The article titled Liberal Authoritarianism from Uncibal should serve as a foundational understanding of where not just the British state is but to a fair extent much of the Western World.

Starmer, it is plain, is one of those socialists for whom the appeal of socialism lies not so much in its amelioration of poverty, but rather in its provision of a rationale for the imposition of a perfect order on society – the construction of a ‘great social machine’, as Sydney Webb once put it, within which every individual must be made to fit. There is the touch of the Javert about him; he is one of those men who, all things considered, prefers the stars, who ‘know [their] place in the sky’, to people, who have an irritating tendency to exhibit free will. There is also in the air around him a quality that CS Lewis called ‘Saturnocentric’, which Michael Ward summarised as a combination of the ‘astringent, stern, tough, unmerry, uncomfortable, unconciliatory, and serious’. It is no surprise at all that Starmer should once have made his living as England & Wales’ Director of Public Prosecutions: this is a man who would take to the political task of steering public policy regarding criminal prosecutions like a duck to water.

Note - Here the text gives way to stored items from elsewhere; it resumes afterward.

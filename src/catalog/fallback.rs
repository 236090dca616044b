//! Bundled last-known-good values.
//!
//! When every live path fails, instruments present in this table resolve to
//! their last bundled observation with provenance `static`. The values are
//! refreshed by hand when the table is rebuilt; they are plausible, not
//! accurate, which is the whole point of the `static` provenance tag.

use std::collections::HashMap;

use chrono::Utc;
use lazy_static::lazy_static;
use rust_decimal::prelude::FromPrimitive;
use rust_decimal::Decimal;

use crate::models::{Instrument, Provenance, Quote};

/// A last-known-good observation bundled into the binary.
#[derive(Clone, Copy, Debug)]
pub struct StaticQuote {
    /// Instrument symbol
    pub symbol: &'static str,
    /// Last known price
    pub price: f64,
    /// Last known day change
    pub change: f64,
    /// Last known previous close
    pub prev_close: f64,
}

const TABLE: &[StaticQuote] = &[
    StaticQuote { symbol: "QQQ", price: 522.35, change: 1.24, prev_close: 515.95 },
    StaticQuote { symbol: "TEM", price: 58.42, change: -2.15, prev_close: 59.70 },
    StaticQuote { symbol: "CRDO", price: 78.25, change: 3.42, prev_close: 75.66 },
    StaticQuote { symbol: "COIN", price: 245.80, change: 5.67, prev_close: 232.60 },
    StaticQuote { symbol: "PLTR", price: 98.45, change: 2.34, prev_close: 96.20 },
    StaticQuote { symbol: "CRWV", price: 156.30, change: -1.25, prev_close: 158.28 },
    StaticQuote { symbol: "TSM", price: 198.50, change: 1.89, prev_close: 194.82 },
    StaticQuote { symbol: "ORCL", price: 187.25, change: 0.75, prev_close: 185.86 },
    StaticQuote { symbol: "FIG", price: 45.60, change: 0.00, prev_close: 45.60 },
    StaticQuote { symbol: "MELI", price: 2156.80, change: 12.45, prev_close: 2144.35 },
    StaticQuote { symbol: "RBLX", price: 78.95, change: -3.21, prev_close: 81.57 },
    StaticQuote { symbol: "COUR", price: 12.45, change: 0.85, prev_close: 12.35 },
    StaticQuote { symbol: "SPOT", price: 625.40, change: 8.92, prev_close: 573.20 },
    StaticQuote { symbol: "NFLX", price: 985.60, change: 15.30, prev_close: 854.88 },
    StaticQuote { symbol: "DUOL", price: 425.80, change: 6.75, prev_close: 398.88 },
    StaticQuote { symbol: "NIO", price: 4.85, change: -0.25, prev_close: 4.65 },
    StaticQuote { symbol: "LI", price: 28.45, change: 1.20, prev_close: 28.12 },
    StaticQuote { symbol: "NVDA", price: 148.25, change: 4.56, prev_close: 141.95 },
    StaticQuote { symbol: "PYPL", price: 78.60, change: -1.25, prev_close: 79.60 },
    StaticQuote { symbol: "DIS", price: 118.45, change: 2.10, prev_close: 116.01 },
    StaticQuote { symbol: "AMD", price: 128.90, change: 3.45, prev_close: 124.60 },
    StaticQuote { symbol: "INTC", price: 25.40, change: -0.85, prev_close: 25.62 },
    StaticQuote { symbol: "FUTU", price: 98.75, change: 2.85, prev_close: 96.02 },
    StaticQuote { symbol: "AAPL", price: 245.80, change: 3.25, prev_close: 238.03 },
    StaticQuote { symbol: "BABA", price: 138.50, change: 4.20, prev_close: 132.99 },
    StaticQuote { symbol: "PDD", price: 125.60, change: -2.15, prev_close: 128.36 },
    StaticQuote { symbol: "VOO", price: 565.80, change: 1.85, prev_close: 555.53 },
    StaticQuote { symbol: "AVGO", price: 245.60, change: 3.25, prev_close: 237.83 },
    StaticQuote { symbol: "^VIX", price: 18.45, change: -5.25, prev_close: 19.47 },
    StaticQuote { symbol: "PSQ", price: 52.35, change: -1.25, prev_close: 53.01 },
    StaticQuote { symbol: "SH", price: 12.85, change: -0.45, prev_close: 12.91 },
    StaticQuote { symbol: "SPY", price: 595.25, change: 1.95, prev_close: 583.83 },
    StaticQuote { symbol: "IVV", price: 598.40, change: 1.88, prev_close: 587.38 },
    StaticQuote { symbol: "^GSPC", price: 5958.25, change: 0.78, prev_close: 5912.20 },
    StaticQuote { symbol: "VXX", price: 58.25, change: -2.15, prev_close: 59.53 },
    StaticQuote { symbol: "QID", price: 28.45, change: -2.50, prev_close: 29.18 },
    StaticQuote { symbol: "SQQQ", price: 32.85, change: -3.75, prev_close: 34.13 },
    StaticQuote { symbol: "^IXIC", price: 19245.80, change: 1.04, prev_close: 19047.40 },
    StaticQuote { symbol: "CL=F", price: 72.85, change: 1.25, prev_close: 71.95 },
    StaticQuote { symbol: "NOC", price: 485.60, change: 2.85, prev_close: 472.15 },
    StaticQuote { symbol: "LMT", price: 625.40, change: 3.25, prev_close: 605.72 },
    StaticQuote { symbol: "OXY", price: 52.85, change: 1.45, prev_close: 52.10 },
    StaticQuote { symbol: "SLMT", price: 12.45, change: 0.00, prev_close: 12.45 },
    StaticQuote { symbol: "NTDOY", price: 18.25, change: 0.85, prev_close: 18.10 },
    StaticQuote { symbol: "DJT", price: 25.60, change: -1.25, prev_close: 25.92 },
    StaticQuote { symbol: "SE", price: 125.80, change: 4.25, prev_close: 120.67 },
];

lazy_static! {
    static ref BY_SYMBOL: HashMap<&'static str, &'static StaticQuote> =
        TABLE.iter().map(|s| (s.symbol, s)).collect();
}

/// Look up the bundled fallback entry for a symbol.
pub fn fallback_for(symbol: &str) -> Option<&'static StaticQuote> {
    BY_SYMBOL.get(symbol).copied()
}

fn dec(value: f64) -> Decimal {
    // Table values are compile-time constants, always representable.
    // Shortest round-trip keeps 522.35 exactly 522.35.
    Decimal::from_f64(value).unwrap_or_default()
}

impl StaticQuote {
    /// Materialize this entry as a quote with provenance `static`.
    ///
    /// The table carries no intraday range, so high/low are estimated at
    /// price plus/minus two percent, matching what the UI expects from a
    /// degraded value.
    pub fn to_quote(&self, instrument: &Instrument) -> Quote {
        let price = dec(self.price);
        let two_percent = price * dec(0.02);

        Quote::from_observation(
            instrument.symbol,
            price,
            dec(self.prev_close),
            instrument.currency,
            Utc::now(),
            Provenance::Static,
        )
        .with_range(price + two_percent, price - two_percent)
    }
}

It should also be no surprise that Starmer was once a human rights lawyer. Some have found it difficult to square these two aspects of his character. Silkie Carlo, the prominent civil liberties campaigner, for instance, remarked in a recent interview concerning the use of live facial recognition how strange she found it that Sir Keir, who purportedly is a human rights advocate, would embrace a technology that seems almost designed to usher a Chinese total surveillance system into the UK.

But this confusion is based on a complete misunderstanding of what human rights are all about.

David McGrogan.

I heartily recommend reading the entire linked article as it is penetrating indeed. But I do lament the loss of the term ‘liberal’ to now mean someone intolerant of all unlicenced opinions and behaviours, i.e. to mean someone who is profoundly illiberal.

This excellent article brings two other quotes to mind, one from a certain Italian leader and the other modestly from me.

Everything within the state, nothing outside the state, nothing against the state (Tutto nello Stato, niente al di fuori dello Stato, nulla contro lo Stato)

– Benito Mussolini (speech to Chamber of Deputies – 9 December 1928)

…and…

Socialism must be the most ironic use of language in the history of human linguistics: it is the advocacy of the complete replacement of social interaction with political interaction, the very negation of civil society itself.

Perry de Havilland

19 comments to Liberal Authoritarianism – the British State expands

  • Johnathan Pearce

    Adam Smith called such people “men of system”, viewing the populace like chess pieces. Not much has changed in a fundamental sense since he wrote the Wealth of Nations.

    Starmer is an authoritarian to the very core. Even the way this c**t speaks is like a parody of a traffic warden. What’s the deal with that?

    He liked lockdowns. He wanted them to last longer and to be more severe.

    Well, we have more than four years left of this brute in office. It’s going to be terrible.

    The opinion polls for Labour are already dire. The issue is how, under a fragmented opposition and our winner-takes-all voting system, he and his gang are turfed out. At some point the Tories and Reform must take decisions unless they want a decade of this.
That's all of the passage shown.